I also feel some of the drying advantage was made up in more drying time with the disc mower. I feel comfortable in saying I can cut twice the hay in the same time with the disc mower. It is just more athletic and manuverable than the 479 and much faster. We have to contend with fire ant mounds and the haybine did not like them. The disc mower keeps on trucking.

That extra sunshine time can pull a lot of moisture out of grass hay. We have always run a tedder. Combine the tedding with the added drying time and I can not see much difference.


----------



## Dave5264 (Mar 31, 2010)

Thanks very much !


----------



## Dill (Nov 5, 2010)

Dry down is going to be slower without the conditioner, but you can mow earlier in the day. You don't have to wait for the dew to come off.

The reason I switched from a 3pth disc to a trailered discbine was the amount of time I was spending mounting and dismounting the mower.


----------



## Dave5264 (Mar 31, 2010)

Hey fellas, I've not yet taken the plunge on the disc bine (they are not cheap, so im doingmore homework). I asked a local farmer who went from a disc bine to a disc mower (Vermeer) and he indicates that he has to use a tedder now as well. He actually has a set of 3 disc mowers mounted in a gang frame of some sort.

Im really not tlooking to add yet another step to the process, nor another piece of equipment or cost.

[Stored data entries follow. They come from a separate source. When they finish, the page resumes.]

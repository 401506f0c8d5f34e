//! Discord integration: gateway client, event routing, and the serenity
//! implementations of the responder and the proxy gateway.

pub mod client;
pub mod commands;
pub mod convert;
pub mod handler;
pub mod responder;
pub mod webhook;

pub use client::DiscordBotBuilder;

Is that normal, Dic mower with no conditioner = must use a tedder ?


----------



## FarmerCline (Oct 12, 2011)

If you are in the eastern part of the nation a tedder is going to be a must without a condition and even if you do have a conditioner a tedder will help it to dry even faster. I run both a haybine and a tedder and would not want to be without either one.


----------



## slowzuki (Mar 8, 2011)

I run a mounted disc mower conditioner that you can remove the conditioner from. We have to ted 2-3 times as well. I've done a little mowing without conditioning but very risky up here, needs an extra day drying without conditioner.


----------



## Dave5264 (Mar 31, 2010)

Thanks for the replay. I have only been farming here in Ontario Canada for 5 years. I've never used a tedder, only a haybine and rake, had no problems so far, drying time istypically 3 days unless conditions are really good and it can be less. Locally I'm getting differing views on needing a tedder inf I switch to a disc mower with no conditioner. I have no desire to add another step in the process and would rather hold off for a good used dic bine vs spilling 12 thousand dollars on a discbine that will also require me to buy a tedder and spend even more time doing it. I have a fulltime job other than farming so most of my Vacation time is spent during hay season


----------